As a result of the shutdown, many businesses were unable to carry out activities to generate income; this meant an increase in default risk on loans given out by banks amid the minimum LDR regulation set by the CBN which saw total loans grow by 5.7% q/q in Q4’19 and 5.7% q/q again in Q1’20 to ₦18.56 trillion.
Interestingly, gross loans continued to grow in Q2, most likely as a result of the measures put in place by banks to expand their loan books in the wake of the CBN’s policy. Industry loan book grew by 1.8% in Q2 to ₦18.90 trillion, bringing total loan book growth to +7.6% ytd.
Despite this, there was an average decline in Net Interest Income across our coverage, even accounting for the slump in Interest Expense brought about by the current yield environment which masked the severity of the drop. Net Interest Margins (NIMs) worsened by 7.4% on average across our coverage banks, with the worst hit among them being ZENITHBANK (-2.6% q/q), ACCESS (-1.0% q/q) and UBA (-1.0% q/q).
Looking forward however, we expect to see an improvement in banks’ NIMs in the second half of the year, brought about by the CBN’s new policy on interest rates for savings accounts. The new policy states that banks are to offer a minimum of 10% of Monetary Policy Rate (12.5%) as interest on savings accounts, a reduction from the previous minimum of 3.5%. In our view, this should favour banks with high CASA ratios, four banks within our coverage having a ratio above 75%: GUARANTY (86.7%), STANBIC (80.4%), UBA (78.5%) and FCMB (77.3%). Thus, we foresee further moderations in interest epense by FY’20.
Is the worst over for loan loss provisions, or is there more to come?
Among our coverage banks, Loan loss provisions went up 115% q/q, with two banks bearing the brunt of the effect in nominal terms- ZENITHBANK and FBNH both reported provisions of ₦20 billion in Q2 alone. Even banks with historically low provisions reported extraordinary surges q/q such as Guaranty (+353% q/q; Q2: ₦5.5 billion) and STANBIC (+126% q/q; Q2: ₦4.4 billion).
However, this surge in provisions was actually not the worst case scenario, thanks to the approval of the CBN for the restructuring of 40% of industry loan book (about ₦7.5 trillion) which meant that a large proportion of Stage 2 (Doubtful) loans were given new repayment tenures or different interest charges to ensure continued payment. Without this, industry provisioning would have likely been almost double the current figure.
Thanks to this strategy, we do not expect provisions to worsen significantly in H2, as the economy continues to open up and business activities resume.

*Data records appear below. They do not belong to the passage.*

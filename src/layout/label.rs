//! Count labels and the bubble size estimate derived from them

use crate::config::LayoutConfig;

/// Format a count the way bubble labels show it.
///
/// ```
/// use ferro_sv::layout::compact_count;
///
/// assert_eq!(compact_count(999), "999");
/// assert_eq!(compact_count(1250), "1.2K");
/// assert_eq!(compact_count(12_400), "12K");
/// assert_eq!(compact_count(3_400_000), "3.4M");
/// ```
pub fn compact_count(count: u64) -> String {
    fn scaled(count: u64, unit: u64, suffix: &str) -> String {
        if count < unit * 10 {
            let tenths = count * 10 / unit;
            if tenths % 10 == 0 {
                format!("{}{}", tenths / 10, suffix)
            } else {
                format!("{}.{}{}", tenths / 10, tenths % 10, suffix)
            }
        } else {
            format!("{}{}", count / unit, suffix)
        }
    }

    match count {
        0..=999 => count.to_string(),
        1_000..=999_999 => scaled(count, 1_000, "K"),
        _ => scaled(count, 1_000_000, "M"),
    }
}

/// Estimated size of a single-line label.
#[derive(Debug, Clone, Copy, PartialEq)]
pub struct TextSize {
    pub width: f64,
    pub height: f64,
}

/// Fixed-pitch text measurement.
#[derive(Debug, Clone, Copy, PartialEq)]
pub struct LabelMetrics {
    pub char_width: f64,
    pub line_height: f64,
    pub padding: f64,
}

impl LabelMetrics {
    pub fn from_config(config: &LayoutConfig) -> Self {
        Self {
            char_width: config.label_char_width,
            line_height: config.label_line_height,
            padding: config.bubble_padding,
        }
    }

    pub fn text_size(&self, text: &str) -> TextSize {
        TextSize {
            width: text.chars().count() as f64 * self.char_width,
            height: self.line_height,
        }
    }

    /// Radius of a bubble labelled with `count`
    pub fn bubble_radius(&self, count: u64) -> f64 {
        let size = self.text_size(&compact_count(count));
        size.width.max(size.height) / 2.0 + self.padding
    }
}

We maintain our FY’20 NPL forecast
Predictably, NPLs grew 14.4% ytd to ₦1.19 trillion, a 40bps worsening in NPL ratio (6.4%). However, as a result of the aforementioned policies, banks were able to delay the reclassification of some Stage 2 loans into Stage 3 (Non- Performing). On a sectoral basis, Oil and Gas (22.s%), General Commerce (14.2%) and Construction (13.8%) contained about 50% of total NPLs. Among our coverage banks, we actually witnessed a slight improvement in average NPLs from 5.5% as of FY’19 to 5.4% as of Q2’20. This is understandable, as the majority of loans that were restructured were from banks within our coverage.
Furthermore, we noticed a difference between this oil-price crash and that of 2016/17 which saw industry NPLs reach as high as 15.1%, this was due to the fact that a larger proportion of loans wer foreign currency denominated, leading to a higher impairment when oil prices crashed and the currency was devalued.
This time, the banks have shed most of their foreign currency loans (FBNH still has some on its books) which has helped the banks to avoid recording revaluation-related impairments, whilst the scarcity of US Dollar has not affected asset quality as badly as 2016/17 Looking forward, we do not expect a significant worsening of either industry NPLs (FY’20: 6.7%) and coverage NPLs (FY:20: 5.9%) due to the expected recvovery in economic activity, rebound in crude prices and the restructuring.